Exercise description:
For the entries below, count the lines containing "false" and give only that number.

Raw data:
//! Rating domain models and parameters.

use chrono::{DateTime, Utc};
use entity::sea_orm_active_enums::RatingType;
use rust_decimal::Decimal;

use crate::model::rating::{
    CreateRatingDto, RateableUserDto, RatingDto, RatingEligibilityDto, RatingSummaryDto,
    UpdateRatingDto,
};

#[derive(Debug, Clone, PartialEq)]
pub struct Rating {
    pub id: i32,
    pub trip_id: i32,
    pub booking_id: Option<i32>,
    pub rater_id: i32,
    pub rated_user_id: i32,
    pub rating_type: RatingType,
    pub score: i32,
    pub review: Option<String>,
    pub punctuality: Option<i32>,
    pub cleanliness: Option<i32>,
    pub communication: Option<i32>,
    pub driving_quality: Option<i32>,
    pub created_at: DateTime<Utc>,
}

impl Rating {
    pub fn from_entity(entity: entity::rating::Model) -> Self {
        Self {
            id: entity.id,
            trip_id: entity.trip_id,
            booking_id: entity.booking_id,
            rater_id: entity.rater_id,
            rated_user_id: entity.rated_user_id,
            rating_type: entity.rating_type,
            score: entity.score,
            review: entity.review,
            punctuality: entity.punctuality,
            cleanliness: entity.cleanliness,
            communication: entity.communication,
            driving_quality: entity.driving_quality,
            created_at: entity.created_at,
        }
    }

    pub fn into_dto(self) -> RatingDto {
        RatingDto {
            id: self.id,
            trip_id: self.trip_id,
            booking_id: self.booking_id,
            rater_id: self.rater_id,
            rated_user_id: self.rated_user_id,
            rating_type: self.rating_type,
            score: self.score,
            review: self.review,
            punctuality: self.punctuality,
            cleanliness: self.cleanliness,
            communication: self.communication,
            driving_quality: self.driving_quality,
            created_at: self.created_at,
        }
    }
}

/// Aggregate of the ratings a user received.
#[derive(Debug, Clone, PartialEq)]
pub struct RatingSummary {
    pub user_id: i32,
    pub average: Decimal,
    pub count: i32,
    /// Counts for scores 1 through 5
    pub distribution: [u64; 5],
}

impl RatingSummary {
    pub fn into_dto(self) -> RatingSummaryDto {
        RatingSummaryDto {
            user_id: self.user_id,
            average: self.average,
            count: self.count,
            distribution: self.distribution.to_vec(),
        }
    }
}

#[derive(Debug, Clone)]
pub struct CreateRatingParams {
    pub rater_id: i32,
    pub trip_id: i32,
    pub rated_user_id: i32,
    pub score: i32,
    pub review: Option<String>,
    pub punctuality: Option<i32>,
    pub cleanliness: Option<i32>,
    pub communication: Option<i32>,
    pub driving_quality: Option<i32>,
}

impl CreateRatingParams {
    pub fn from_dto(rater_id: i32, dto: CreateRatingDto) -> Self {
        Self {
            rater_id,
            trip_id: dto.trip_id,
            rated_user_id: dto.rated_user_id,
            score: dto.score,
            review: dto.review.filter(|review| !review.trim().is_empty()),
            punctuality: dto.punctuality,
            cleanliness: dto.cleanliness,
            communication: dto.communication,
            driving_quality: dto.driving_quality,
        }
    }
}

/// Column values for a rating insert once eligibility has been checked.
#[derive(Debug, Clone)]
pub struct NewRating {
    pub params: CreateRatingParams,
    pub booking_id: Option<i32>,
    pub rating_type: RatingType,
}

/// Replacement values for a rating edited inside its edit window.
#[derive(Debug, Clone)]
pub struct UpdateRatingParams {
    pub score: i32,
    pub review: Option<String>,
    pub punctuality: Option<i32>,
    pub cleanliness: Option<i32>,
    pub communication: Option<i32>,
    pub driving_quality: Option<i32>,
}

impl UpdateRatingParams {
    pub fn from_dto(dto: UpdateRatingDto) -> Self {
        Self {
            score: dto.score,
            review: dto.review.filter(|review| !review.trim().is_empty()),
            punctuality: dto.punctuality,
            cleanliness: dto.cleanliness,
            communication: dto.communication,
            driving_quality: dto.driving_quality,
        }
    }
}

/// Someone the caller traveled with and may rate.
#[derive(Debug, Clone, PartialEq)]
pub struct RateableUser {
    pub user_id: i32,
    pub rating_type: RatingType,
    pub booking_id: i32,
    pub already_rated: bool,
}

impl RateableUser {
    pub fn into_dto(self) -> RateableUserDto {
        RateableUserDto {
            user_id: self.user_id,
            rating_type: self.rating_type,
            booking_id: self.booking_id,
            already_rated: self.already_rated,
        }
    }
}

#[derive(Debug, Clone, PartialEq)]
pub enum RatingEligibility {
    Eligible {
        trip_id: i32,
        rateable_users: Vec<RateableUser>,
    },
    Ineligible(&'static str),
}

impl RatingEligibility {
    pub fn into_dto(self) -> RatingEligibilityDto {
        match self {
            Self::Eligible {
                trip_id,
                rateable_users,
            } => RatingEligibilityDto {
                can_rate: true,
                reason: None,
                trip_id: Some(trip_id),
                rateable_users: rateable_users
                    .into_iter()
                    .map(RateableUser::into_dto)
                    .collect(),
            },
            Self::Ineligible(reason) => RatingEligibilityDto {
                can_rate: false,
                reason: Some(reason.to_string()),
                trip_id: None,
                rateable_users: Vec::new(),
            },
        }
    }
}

==

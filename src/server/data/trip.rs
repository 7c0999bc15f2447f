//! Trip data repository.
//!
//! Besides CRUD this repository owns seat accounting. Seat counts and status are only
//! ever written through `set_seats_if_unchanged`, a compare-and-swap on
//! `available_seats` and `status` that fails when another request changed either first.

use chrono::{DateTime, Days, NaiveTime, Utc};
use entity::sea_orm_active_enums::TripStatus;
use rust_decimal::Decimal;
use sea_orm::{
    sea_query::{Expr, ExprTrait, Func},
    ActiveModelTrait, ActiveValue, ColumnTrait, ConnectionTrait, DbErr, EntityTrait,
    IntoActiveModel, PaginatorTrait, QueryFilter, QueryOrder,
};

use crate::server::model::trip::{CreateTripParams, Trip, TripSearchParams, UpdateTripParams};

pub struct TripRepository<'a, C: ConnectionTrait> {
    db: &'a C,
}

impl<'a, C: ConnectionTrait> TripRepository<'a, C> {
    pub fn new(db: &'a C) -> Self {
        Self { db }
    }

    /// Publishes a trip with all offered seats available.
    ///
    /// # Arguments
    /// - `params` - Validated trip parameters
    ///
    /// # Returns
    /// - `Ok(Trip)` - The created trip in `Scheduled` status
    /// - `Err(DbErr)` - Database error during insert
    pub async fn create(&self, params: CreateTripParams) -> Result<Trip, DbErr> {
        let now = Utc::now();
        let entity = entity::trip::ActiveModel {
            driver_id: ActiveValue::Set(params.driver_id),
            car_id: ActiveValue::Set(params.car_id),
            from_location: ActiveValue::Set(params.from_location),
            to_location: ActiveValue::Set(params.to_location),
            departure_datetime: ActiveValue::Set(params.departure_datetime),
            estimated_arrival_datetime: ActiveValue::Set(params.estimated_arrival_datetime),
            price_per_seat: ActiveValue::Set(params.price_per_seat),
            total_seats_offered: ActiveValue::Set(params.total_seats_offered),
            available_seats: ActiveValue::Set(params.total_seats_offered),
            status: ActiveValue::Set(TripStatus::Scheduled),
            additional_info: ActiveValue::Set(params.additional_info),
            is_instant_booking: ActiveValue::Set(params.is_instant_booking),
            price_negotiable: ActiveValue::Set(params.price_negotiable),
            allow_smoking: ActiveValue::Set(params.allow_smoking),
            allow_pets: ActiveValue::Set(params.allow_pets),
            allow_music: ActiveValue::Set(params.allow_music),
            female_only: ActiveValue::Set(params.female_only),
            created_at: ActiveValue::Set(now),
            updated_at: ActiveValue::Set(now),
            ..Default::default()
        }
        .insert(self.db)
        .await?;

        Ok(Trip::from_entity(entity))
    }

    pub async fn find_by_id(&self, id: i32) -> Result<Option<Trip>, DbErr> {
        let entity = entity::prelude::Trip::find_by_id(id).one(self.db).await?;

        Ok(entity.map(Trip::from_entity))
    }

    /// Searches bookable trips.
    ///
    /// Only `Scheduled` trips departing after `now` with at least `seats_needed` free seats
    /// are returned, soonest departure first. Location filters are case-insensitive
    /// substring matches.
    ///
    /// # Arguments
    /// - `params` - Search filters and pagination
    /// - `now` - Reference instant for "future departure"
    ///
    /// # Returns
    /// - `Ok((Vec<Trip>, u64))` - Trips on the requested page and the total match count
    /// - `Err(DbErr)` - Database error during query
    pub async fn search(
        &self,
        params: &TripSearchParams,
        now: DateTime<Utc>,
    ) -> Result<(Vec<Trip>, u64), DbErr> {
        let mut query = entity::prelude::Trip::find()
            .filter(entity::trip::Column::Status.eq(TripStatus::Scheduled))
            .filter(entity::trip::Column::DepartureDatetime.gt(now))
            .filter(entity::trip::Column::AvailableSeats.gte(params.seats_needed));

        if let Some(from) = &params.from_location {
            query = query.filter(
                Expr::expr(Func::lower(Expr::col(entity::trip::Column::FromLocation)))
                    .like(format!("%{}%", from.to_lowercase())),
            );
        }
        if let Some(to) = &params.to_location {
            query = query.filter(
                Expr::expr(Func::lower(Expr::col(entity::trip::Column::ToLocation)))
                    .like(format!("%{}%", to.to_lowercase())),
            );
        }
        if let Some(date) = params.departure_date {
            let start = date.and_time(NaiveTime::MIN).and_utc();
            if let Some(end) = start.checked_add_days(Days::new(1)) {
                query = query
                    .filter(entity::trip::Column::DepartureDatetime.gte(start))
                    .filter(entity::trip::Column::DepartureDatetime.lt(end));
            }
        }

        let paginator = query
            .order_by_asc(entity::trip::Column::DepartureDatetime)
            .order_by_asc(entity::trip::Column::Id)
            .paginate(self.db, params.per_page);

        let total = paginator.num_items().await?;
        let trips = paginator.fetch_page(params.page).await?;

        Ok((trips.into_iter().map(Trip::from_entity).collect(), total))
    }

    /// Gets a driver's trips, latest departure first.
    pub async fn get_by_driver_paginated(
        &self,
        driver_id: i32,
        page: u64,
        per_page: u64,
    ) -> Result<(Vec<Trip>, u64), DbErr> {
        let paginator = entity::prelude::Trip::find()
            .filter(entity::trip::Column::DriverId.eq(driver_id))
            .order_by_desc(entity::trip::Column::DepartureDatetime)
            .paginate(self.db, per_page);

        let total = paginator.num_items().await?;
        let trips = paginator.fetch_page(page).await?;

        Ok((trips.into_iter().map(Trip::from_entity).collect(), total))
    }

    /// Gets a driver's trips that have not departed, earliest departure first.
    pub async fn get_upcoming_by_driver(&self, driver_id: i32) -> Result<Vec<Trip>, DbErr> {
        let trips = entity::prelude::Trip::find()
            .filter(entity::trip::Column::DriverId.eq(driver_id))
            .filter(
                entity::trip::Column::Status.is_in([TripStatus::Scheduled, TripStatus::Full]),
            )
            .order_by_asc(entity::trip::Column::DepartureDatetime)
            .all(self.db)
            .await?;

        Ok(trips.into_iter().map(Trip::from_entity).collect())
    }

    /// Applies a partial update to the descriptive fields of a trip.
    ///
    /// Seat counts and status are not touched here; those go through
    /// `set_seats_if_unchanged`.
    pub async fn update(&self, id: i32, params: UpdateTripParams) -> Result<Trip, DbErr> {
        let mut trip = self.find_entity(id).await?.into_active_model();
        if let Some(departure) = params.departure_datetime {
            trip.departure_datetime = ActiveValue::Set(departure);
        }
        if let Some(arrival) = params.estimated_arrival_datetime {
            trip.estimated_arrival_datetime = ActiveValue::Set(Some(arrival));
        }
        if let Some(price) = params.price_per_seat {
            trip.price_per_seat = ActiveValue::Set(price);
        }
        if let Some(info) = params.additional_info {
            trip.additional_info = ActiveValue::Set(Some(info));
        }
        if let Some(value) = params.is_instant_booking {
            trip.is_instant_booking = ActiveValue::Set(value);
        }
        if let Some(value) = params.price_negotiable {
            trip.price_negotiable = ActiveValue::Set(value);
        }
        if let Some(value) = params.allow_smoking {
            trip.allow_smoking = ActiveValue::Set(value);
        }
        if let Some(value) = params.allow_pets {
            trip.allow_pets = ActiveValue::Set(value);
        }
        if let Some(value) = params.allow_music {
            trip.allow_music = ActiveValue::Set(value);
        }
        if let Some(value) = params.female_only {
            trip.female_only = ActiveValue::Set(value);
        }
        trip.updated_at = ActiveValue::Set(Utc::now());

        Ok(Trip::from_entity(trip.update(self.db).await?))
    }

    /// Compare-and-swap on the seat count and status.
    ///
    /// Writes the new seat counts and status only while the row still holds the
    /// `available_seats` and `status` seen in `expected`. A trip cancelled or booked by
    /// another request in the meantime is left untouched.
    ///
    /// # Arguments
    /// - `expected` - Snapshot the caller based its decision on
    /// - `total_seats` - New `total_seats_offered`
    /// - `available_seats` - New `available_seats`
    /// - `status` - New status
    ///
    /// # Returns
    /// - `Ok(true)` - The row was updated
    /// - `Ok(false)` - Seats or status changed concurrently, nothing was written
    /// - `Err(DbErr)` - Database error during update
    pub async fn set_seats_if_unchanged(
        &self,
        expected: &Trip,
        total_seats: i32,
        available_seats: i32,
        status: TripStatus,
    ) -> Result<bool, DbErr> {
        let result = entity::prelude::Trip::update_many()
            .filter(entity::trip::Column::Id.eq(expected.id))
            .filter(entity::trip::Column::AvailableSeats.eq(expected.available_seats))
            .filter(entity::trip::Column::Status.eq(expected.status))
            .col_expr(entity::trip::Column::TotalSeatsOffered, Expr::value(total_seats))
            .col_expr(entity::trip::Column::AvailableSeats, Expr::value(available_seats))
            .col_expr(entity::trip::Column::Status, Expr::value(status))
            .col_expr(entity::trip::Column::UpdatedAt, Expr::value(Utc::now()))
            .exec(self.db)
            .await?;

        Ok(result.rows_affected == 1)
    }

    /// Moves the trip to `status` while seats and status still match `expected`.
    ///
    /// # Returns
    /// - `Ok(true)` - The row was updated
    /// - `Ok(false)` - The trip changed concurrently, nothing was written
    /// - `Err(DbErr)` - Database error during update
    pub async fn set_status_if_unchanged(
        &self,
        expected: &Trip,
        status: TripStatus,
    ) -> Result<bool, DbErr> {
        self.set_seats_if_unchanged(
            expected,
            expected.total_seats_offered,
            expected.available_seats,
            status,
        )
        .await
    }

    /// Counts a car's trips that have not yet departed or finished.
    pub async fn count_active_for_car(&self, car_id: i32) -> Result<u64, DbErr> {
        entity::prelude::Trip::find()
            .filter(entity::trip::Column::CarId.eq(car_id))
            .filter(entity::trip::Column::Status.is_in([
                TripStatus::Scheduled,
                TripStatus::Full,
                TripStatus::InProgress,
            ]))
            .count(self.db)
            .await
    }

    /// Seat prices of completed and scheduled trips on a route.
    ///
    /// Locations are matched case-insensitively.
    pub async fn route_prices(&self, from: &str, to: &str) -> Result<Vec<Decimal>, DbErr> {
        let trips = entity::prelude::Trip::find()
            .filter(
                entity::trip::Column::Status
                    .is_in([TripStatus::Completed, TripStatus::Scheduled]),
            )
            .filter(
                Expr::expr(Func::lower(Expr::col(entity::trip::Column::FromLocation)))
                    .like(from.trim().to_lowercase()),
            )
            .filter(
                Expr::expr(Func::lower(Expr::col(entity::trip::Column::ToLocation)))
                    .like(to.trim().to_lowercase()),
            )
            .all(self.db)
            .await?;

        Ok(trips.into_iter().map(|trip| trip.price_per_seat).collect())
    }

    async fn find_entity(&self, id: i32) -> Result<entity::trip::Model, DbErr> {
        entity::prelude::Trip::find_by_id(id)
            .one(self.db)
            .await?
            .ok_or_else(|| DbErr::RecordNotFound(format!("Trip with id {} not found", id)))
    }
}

==

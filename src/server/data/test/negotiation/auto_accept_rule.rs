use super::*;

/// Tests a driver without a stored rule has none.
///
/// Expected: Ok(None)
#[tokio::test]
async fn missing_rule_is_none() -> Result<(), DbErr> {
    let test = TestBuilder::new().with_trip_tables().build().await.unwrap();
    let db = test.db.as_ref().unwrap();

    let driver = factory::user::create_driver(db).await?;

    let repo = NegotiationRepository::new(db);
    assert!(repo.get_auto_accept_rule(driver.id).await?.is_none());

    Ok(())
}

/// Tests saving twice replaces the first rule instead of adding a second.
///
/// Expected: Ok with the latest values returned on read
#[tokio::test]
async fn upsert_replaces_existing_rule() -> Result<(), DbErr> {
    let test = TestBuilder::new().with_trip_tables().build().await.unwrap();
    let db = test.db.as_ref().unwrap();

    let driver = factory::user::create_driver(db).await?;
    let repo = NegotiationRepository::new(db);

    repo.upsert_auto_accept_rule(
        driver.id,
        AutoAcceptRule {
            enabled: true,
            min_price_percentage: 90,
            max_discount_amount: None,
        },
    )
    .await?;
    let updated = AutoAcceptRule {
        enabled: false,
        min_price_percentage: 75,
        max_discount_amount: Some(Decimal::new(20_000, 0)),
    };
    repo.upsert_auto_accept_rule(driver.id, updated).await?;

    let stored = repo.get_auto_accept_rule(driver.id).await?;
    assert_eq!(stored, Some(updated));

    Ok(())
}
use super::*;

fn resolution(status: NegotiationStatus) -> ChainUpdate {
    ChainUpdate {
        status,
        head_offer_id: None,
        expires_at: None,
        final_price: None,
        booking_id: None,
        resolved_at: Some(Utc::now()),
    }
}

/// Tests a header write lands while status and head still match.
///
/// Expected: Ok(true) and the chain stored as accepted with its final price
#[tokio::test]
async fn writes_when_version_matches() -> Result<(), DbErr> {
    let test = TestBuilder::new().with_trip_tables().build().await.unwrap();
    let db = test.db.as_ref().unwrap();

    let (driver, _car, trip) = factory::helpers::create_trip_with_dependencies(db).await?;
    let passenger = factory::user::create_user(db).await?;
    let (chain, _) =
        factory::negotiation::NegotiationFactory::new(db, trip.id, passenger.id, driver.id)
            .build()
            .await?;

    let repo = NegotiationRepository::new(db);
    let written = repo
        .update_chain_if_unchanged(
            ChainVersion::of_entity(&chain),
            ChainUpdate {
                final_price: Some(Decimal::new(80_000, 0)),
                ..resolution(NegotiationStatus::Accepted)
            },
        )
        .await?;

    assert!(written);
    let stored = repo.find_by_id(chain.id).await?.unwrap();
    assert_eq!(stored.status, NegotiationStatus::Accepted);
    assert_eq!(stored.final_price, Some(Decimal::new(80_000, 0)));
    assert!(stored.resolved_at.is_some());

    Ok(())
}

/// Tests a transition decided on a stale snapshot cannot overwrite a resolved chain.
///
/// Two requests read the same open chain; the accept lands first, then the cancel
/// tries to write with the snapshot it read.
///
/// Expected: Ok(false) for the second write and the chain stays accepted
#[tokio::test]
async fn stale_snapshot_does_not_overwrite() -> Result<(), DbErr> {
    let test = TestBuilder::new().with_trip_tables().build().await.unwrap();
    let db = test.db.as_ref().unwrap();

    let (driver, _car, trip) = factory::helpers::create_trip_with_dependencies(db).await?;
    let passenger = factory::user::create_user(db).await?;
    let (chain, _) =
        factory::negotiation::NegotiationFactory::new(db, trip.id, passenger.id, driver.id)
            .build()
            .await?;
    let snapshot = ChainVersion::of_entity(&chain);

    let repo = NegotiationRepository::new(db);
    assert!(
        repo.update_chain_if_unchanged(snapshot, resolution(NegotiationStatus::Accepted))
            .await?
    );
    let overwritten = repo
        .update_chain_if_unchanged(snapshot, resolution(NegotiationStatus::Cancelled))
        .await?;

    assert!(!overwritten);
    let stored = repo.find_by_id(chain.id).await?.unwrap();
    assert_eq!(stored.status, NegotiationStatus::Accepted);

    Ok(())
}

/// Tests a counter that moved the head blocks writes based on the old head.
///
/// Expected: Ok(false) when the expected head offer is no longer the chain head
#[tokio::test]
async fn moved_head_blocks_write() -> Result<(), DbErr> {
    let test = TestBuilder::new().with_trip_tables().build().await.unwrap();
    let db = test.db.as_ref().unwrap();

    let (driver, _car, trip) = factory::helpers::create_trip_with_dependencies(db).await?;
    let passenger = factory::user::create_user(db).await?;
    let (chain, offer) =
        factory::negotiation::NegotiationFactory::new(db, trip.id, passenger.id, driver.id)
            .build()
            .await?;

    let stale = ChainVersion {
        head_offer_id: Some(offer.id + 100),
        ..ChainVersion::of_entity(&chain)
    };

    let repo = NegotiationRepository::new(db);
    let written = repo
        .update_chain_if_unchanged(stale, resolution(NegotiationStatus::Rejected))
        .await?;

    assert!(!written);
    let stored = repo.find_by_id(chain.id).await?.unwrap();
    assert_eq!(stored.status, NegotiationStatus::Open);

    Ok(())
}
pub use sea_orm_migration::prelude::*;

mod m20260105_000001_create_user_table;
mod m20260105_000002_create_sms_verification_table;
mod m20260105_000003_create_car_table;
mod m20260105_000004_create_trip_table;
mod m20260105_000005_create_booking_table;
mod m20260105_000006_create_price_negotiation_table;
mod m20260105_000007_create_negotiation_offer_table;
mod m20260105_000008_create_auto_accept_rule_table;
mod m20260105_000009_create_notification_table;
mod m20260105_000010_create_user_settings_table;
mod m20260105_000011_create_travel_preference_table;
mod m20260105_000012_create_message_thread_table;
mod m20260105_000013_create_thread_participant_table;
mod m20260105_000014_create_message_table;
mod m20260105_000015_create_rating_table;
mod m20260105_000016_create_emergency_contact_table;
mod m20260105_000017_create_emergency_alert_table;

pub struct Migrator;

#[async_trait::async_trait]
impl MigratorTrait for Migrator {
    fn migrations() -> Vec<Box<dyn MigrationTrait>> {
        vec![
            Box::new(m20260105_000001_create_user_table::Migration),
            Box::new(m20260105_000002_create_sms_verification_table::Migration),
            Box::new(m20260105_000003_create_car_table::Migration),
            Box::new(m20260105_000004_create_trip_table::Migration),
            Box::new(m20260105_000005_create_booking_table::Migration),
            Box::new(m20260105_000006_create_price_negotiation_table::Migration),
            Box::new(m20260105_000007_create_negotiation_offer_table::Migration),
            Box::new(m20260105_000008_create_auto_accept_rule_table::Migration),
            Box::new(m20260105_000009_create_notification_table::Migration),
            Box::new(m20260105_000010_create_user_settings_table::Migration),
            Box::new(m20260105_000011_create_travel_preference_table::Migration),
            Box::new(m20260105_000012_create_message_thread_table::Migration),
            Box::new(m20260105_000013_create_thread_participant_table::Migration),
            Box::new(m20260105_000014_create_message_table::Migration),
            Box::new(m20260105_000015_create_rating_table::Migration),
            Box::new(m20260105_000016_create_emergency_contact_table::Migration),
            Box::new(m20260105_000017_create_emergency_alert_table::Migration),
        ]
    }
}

Output below:
6